Hi,

I heard that Linux filesystems were not reliable because of some bad way of doing caching or something like that.

For a study on Linux FS reliability see [1] by Toshiba guys. It seems Linux was upset on this about one year ago [2]. Quoting:

"Torvalds, for one, didn't seem too excited about the delayed synchronization. He writes on the mailing list, "Doesn't at least ext4 default to the insane model of 'data is less important than metadata, and it doesn't get journalled'? And ext3 with 'data=writeback' does the same, no? Both of which are -- as far as I can tell -- total brain damage."

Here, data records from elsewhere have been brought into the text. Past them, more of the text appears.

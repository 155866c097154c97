//! Recursive descent parser for the search language.
//!
//! Grammar, informally:
//!
//! ```text
//! query   := group [ (AND [NOT] | OR [NOT]) query ]
//!          | { filter | AND | OR | NOT | word }
//! group   := "(" query ")"
//! filter  := field op value
//! field   := "@metadata." seg { "." seg } | "@type" | "@provider" | "@name" | "@kind"
//! value   := quoted | "[" num "TO" num "]" | word
//! ```
//!
//! Boolean keywords are one-shot: `NOT` routes the next filter to MustNot,
//! `OR` routes it to Should, and everything else lands in Must.

use crate::ast::*;
use crate::error::ParseError;
use crate::lexer::{tokenize_spanned, SpannedToken, Token};
use crate::operator::{boolean_keyword, parse_operator, BoolKeyword};
use crate::span::Span;
use regex::Regex;
use std::sync::OnceLock;

/// Maximum number of segments in a `@metadata.` path.
pub const MAX_METADATA_DEPTH: usize = 5;

/// Maximum number of groups a query may nest or chain.
pub const MAX_GROUP_DEPTH: usize = 32;

const METADATA_PREFIX: &str = "@metadata.";

static RANGE_REGEX: OnceLock<Regex> = OnceLock::new();

fn range_regex() -> &'static Regex {
    RANGE_REGEX.get_or_init(|| Regex::new(r"\[(.*?)\s+TO\s+(.*?)\]").unwrap())
}

/// The field a filter expression starts with.
#[derive(Debug, Clone, PartialEq)]
enum FieldRef<'a> {
    /// `@metadata.<path>`, path still dot-joined.
    Metadata(&'a str),
    /// `@type`, `@provider`, `@name` or `@kind`.
    Column(FieldType),
}

fn field_reference(text: &str) -> Option<FieldRef<'_>> {
    if let Some(path) = text.strip_prefix(METADATA_PREFIX) {
        return Some(FieldRef::Metadata(path));
    }
    match text {
        "@type" => Some(FieldRef::Column(FieldType::AssetType)),
        "@provider" => Some(FieldRef::Column(FieldType::Provider)),
        "@name" => Some(FieldRef::Column(FieldType::Name)),
        "@kind" => Some(FieldRef::Column(FieldType::Kind)),
        _ => None,
    }
}

/// Parser for the search language.
pub struct Parser<'source> {
    source: &'source str,
}

impl<'source> Parser<'source> {
    /// Create a new parser for the given source.
    pub fn new(source: &'source str) -> Self {
        Self { source }
    }

    /// Parse the whole source into a query.
    pub fn parse_query(&self) -> Result<Query, ParseError> {
        let tokens = tokenize_spanned(self.source)?;
        let query = self.parse_tokens(&tokens, 0)?;

        if let Some(bq) = &query.boolean {
            tracing::debug!(
                must = bq.must.len(),
                should = bq.should.len(),
                must_not = bq.must_not.len(),
                free_text = %query.free_text,
                "parsed search query"
            );
        }
        Ok(query)
    }

    fn parse_tokens(&self, tokens: &[SpannedToken], depth: usize) -> Result<Query, ParseError> {
        match tokens.first() {
            None => Ok(Query::default()),
            Some(first) if first.token == Token::LParen => self.parse_group(tokens, depth),
            Some(_) => self.parse_sequence(tokens),
        }
    }

    /// Parse a query that opens with a parenthesized group.
    ///
    /// Both the group body and the query after its connective count one
    /// level against [`MAX_GROUP_DEPTH`].
    fn parse_group(&self, tokens: &[SpannedToken], depth: usize) -> Result<Query, ParseError> {
        if depth >= MAX_GROUP_DEPTH {
            return Err(ParseError::group_depth_exceeded(MAX_GROUP_DEPTH, tokens[0].span));
        }

        let mut open = 0usize;
        let mut close = None;
        for (i, tok) in tokens.iter().enumerate() {
            match tok.token {
                Token::LParen => open += 1,
                Token::RParen => {
                    open -= 1;
                    if open == 0 {
                        close = Some(i);
                        break;
                    }
                }
                _ => {}
            }
        }

        let close = close.ok_or_else(|| ParseError::unmatched_parentheses(tokens[0].span))?;
        let inner = self.parse_tokens(&tokens[1..close], depth + 1)?;
        let rest = &tokens[close + 1..];

        let keyword = match rest.first().and_then(|t| boolean_keyword(t.text())) {
            Some(k @ (BoolKeyword::And | BoolKeyword::Or)) => k,
            _ => return Ok(inner),
        };

        let negated = rest
            .get(1)
            .is_some_and(|t| boolean_keyword(t.text()) == Some(BoolKeyword::Not));
        let remainder_tokens = &rest[if negated { 2 } else { 1 }..];
        let remainder = self.parse_tokens(remainder_tokens, depth + 1)?;
        let tail = remainder.boolean.unwrap_or_default();

        let mut bq = BooleanQuery {
            must: vec![Filter::nested(inner.boolean.unwrap_or_default())],
            ..Default::default()
        };

        match (keyword, negated) {
            (BoolKeyword::And, false) => bq.must.extend(tail.must),
            (BoolKeyword::And, true) => bq.must_not.extend(tail.must),
            (_, false) => bq.should.extend(tail.must),
            (_, true) => {
                let mut must = tail.must.into_iter();
                let span = span_of(remainder_tokens, rest[1].span);
                let mut negated_filter = must
                    .next()
                    .ok_or_else(|| ParseError::incomplete_filter(span))?;
                if negated_filter.range.is_some() || negated_filter.nested_query().is_some() {
                    return Err(ParseError::invalid_negation(span));
                }
                negated_filter.operator = Operator::NotEquals;
                bq.should.push(negated_filter);
                bq.should.extend(must);
            }
        }
        bq.should.extend(tail.should);
        bq.must_not.extend(tail.must_not);

        Ok(Query {
            free_text: join_free_text(&inner.free_text, &remainder.free_text),
            boolean: Some(bq),
        })
    }

    /// Parse a flat run of filters, boolean keywords and free text.
    fn parse_sequence(&self, tokens: &[SpannedToken]) -> Result<Query, ParseError> {
        let orig_query = self.slice(tokens);
        let mut bq = BooleanQuery::default();
        let mut free_text = String::new();
        let mut pending: Vec<&str> = Vec::new();
        let mut not_next = false;
        let mut or_next = false;

        let mut i = 0;
        while i < tokens.len() {
            let text = tokens[i].text();

            if let Some(field) = field_reference(text) {
                flush_free_text(&mut pending, &mut free_text);

                let (filter, consumed) = self.parse_filter(&tokens[i..], field)?;
                let filter = filter.with_orig_query(orig_query);

                if not_next {
                    bq.must_not.push(filter);
                    not_next = false;
                } else if or_next {
                    bq.should.push(filter);
                    or_next = false;
                } else {
                    bq.must.push(filter);
                }

                i += consumed;
                continue;
            }

            if let Some(keyword) = boolean_keyword(text) {
                flush_free_text(&mut pending, &mut free_text);
                match keyword {
                    BoolKeyword::Or => or_next = true,
                    BoolKeyword::Not => not_next = true,
                    BoolKeyword::And => {}
                }
                i += 1;
                continue;
            }

            pending.push(text);
            i += 1;
        }
        flush_free_text(&mut pending, &mut free_text);

        Ok(Query {
            free_text,
            boolean: Some(bq),
        })
    }

    /// Parse `field op value` at the start of `tokens`.
    ///
    /// Returns the filter and the number of tokens consumed.
    fn parse_filter(
        &self,
        tokens: &[SpannedToken],
        field: FieldRef<'_>,
    ) -> Result<(Filter, usize), ParseError> {
        if tokens.len() < 3 {
            return Err(ParseError::incomplete_filter(span_of(tokens, tokens[0].span)));
        }

        let (field_type, path): (FieldType, Vec<String>) = match field {
            FieldRef::Metadata(path) => {
                let segments: Vec<String> = path.split('.').map(str::to_string).collect();
                if segments.len() > MAX_METADATA_DEPTH {
                    return Err(ParseError::nesting_depth_exceeded(
                        MAX_METADATA_DEPTH,
                        tokens[0].span,
                    ));
                }
                (FieldType::Metadata, segments)
            }
            FieldRef::Column(field_type) => (field_type, vec![field_type.as_str().to_string()]),
        };

        let op_token = &tokens[1];
        let mut operator = parse_operator(op_token.text())
            .ok_or_else(|| ParseError::unknown_operator(op_token.text(), op_token.span))?;

        if operator == Operator::Range {
            let (range, consumed) = parse_range(&tokens[2..])?;
            return Ok((Filter::range(path, field_type, range), 2 + consumed));
        }

        let value = match &tokens[2].token {
            // The lexer only emits a quoted token once its closing quote is seen.
            Token::Quoted(quoted) => quoted[1..quoted.len() - 1].to_string(),
            other => other.as_str().to_string(),
        };

        if value.contains('*') {
            operator = Operator::Wildcard;
        }

        Ok((Filter::new(path, field_type, operator, value), 3))
    }

    fn slice(&self, tokens: &[SpannedToken]) -> &'source str {
        span_of(tokens, Span::default()).slice(self.source)
    }
}

/// Parse `[<from> TO <to>]`, collecting tokens up to one that ends in `]`.
///
/// Bounds that are not numbers become `0`.
fn parse_range(tokens: &[SpannedToken]) -> Result<(RangeValue, usize), ParseError> {
    let mut parts = Vec::new();
    for tok in tokens {
        parts.push(tok.text());
        if tok.text().ends_with(']') {
            break;
        }
    }
    let consumed = parts.len();
    let literal = parts.join(" ");

    let span = span_of(&tokens[..consumed], Span::default());
    let captures = range_regex()
        .captures(&literal)
        .ok_or_else(|| ParseError::invalid_range(span))?;

    let from = captures[1].trim().parse::<f64>().unwrap_or(0.0);
    let to = captures[2].trim().parse::<f64>().unwrap_or(0.0);

    Ok((RangeValue::new(from, to), consumed))
}

fn span_of(tokens: &[SpannedToken], fallback: Span) -> Span {
    match (tokens.first(), tokens.last()) {
        (Some(first), Some(last)) => first.span.merge(last.span),
        _ => fallback,
    }
}

fn flush_free_text(pending: &mut Vec<&str>, free_text: &mut String) {
    if !pending.is_empty() {
        *free_text = pending.join(" ");
        pending.clear();
    }
}

fn join_free_text(a: &str, b: &str) -> String {
    match (a.is_empty(), b.is_empty()) {
        (true, _) => b.to_string(),
        (_, true) => a.to_string(),
        _ => format!("{} {}", a, b),
    }
}

/// Parse a source string into a query.
pub fn parse(source: &str) -> Result<Query, ParseError> {
    Parser::new(source).parse_query()
}
//! Error types for the auth engine crate.
//!
//! Two kinds of failure live here. [`AuthEngineError`] covers the SDK's own
//! plumbing (configuration, storage, URI construction) and is returned as a
//! `Result`. [`DispatchError`] is what a [`ProviderChannel`] reports when it
//! cannot hand a request to the provider app at all.
//!
//! Failures of a delegated action itself are never returned this way; they
//! reach the host through the request's completion as a
//! [`TypedError`](crate::error_code::TypedError).
//!
//! [`ProviderChannel`]: crate::channel::ProviderChannel

/// Unified error type for the lisdk auth engine.
#[derive(Debug, thiserror::Error)]
pub enum AuthEngineError {
    /// An error propagated from the vault crate.
    #[error("vault error: {0}")]
    VaultError(#[from] lisdk_vault::VaultError),

    /// Configuration is missing or malformed.
    #[error("invalid configuration: {reason}")]
    InvalidConfig {
        /// What is wrong with the configuration.
        reason: String,
    },

    /// The configuration file is not valid TOML for [`SdkConfig`](crate::config::SdkConfig).
    #[error("config parse error: {0}")]
    ConfigParse(#[from] toml::de::Error),

    /// I/O error (e.g. reading the configuration file).
    #[error("io error: {0}")]
    Io(#[from] std::io::Error),

    /// URL parsing error.
    #[error("url parse error: {0}")]
    UrlParse(#[from] url::ParseError),
}

/// Convenience alias used throughout this crate.
pub type Result<T> = std::result::Result<T, AuthEngineError>;

/// Why a request could not be handed to the provider app.
#[derive(Debug, Clone, PartialEq, Eq, thiserror::Error)]
pub enum DispatchError {
    /// Nothing on the device can receive the request (app missing or
    /// uninstalled since the version check).
    #[error("no handler resolvable for {target}")]
    TargetNotResolvable {
        /// Package or URI the channel tried to reach.
        target: String,
    },

    /// The transport failed for another reason.
    #[error("transport failure: {reason}")]
    Transport {
        /// Transport-specific explanation.
        reason: String,
    },
}

// ---------------------------------------------------------------------------
// Tests
// ---------------------------------------------------------------------------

I don't mind if a filesystem is very fast: I want it to be reliable first. I wonder if that Phoronix test suite checks for reliability first or not.

Cheers,
Antonio

[1] elinux.org/images/2/26/Evaluation_of_Data_Reliability-ELC2010.pdf
[2] http://www.linux-magazine.com/Online/News/Linus-Torvalds-Upset-over-Ext3-and-Ext4


On 08/08/2010 19:22, Bruce Cran wrote:
On Sun, 08 Aug 2010 13:13:46 -0400
Bill Moran<wmo...@potentialtech.com>  wrote:

To someone technical who might be looking to investigate the results
with an eye toward fixing them, it's useless.

Anyone can download the Phoronix Test Suite though, so it should be
fairly easy to check if the results are valid at least.